TASK INPUT START
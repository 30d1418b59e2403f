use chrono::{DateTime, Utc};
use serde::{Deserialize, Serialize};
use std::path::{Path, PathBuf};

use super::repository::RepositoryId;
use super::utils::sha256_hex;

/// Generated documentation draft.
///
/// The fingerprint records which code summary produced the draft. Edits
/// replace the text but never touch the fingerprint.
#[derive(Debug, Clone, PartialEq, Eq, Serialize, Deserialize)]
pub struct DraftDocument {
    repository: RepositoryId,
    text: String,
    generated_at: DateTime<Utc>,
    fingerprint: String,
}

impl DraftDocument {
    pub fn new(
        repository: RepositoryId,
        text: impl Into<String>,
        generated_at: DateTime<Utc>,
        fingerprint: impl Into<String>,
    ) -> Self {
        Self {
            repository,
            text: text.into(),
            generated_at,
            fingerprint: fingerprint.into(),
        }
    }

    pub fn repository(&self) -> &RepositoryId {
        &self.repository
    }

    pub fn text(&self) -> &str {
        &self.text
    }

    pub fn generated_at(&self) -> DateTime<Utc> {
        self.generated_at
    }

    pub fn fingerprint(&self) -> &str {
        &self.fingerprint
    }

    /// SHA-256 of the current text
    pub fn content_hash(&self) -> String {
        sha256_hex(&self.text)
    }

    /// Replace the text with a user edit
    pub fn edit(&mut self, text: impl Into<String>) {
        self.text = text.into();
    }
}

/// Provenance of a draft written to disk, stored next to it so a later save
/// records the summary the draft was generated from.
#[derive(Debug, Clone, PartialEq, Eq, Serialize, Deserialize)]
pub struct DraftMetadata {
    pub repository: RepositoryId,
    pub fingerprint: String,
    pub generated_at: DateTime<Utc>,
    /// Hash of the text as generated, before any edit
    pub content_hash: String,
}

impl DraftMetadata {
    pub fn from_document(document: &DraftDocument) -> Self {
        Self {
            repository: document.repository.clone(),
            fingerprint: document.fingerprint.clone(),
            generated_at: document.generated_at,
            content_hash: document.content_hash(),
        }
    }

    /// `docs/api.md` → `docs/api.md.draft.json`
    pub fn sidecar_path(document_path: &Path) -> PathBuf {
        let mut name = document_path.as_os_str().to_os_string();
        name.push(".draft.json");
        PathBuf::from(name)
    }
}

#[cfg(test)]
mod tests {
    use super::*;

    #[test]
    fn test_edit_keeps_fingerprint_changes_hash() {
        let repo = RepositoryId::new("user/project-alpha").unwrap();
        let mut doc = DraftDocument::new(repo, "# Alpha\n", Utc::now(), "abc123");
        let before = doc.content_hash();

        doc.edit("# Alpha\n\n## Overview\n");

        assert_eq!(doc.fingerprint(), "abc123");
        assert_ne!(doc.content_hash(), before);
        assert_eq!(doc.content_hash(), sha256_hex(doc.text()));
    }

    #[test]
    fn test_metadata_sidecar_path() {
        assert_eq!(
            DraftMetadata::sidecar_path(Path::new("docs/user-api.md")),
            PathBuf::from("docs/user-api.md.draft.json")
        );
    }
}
TASK INPUT END
WORK TO BE COMPLETED: Give the number of lines in the data that contain "summary", with no other words.

TASK OUTPUT: 2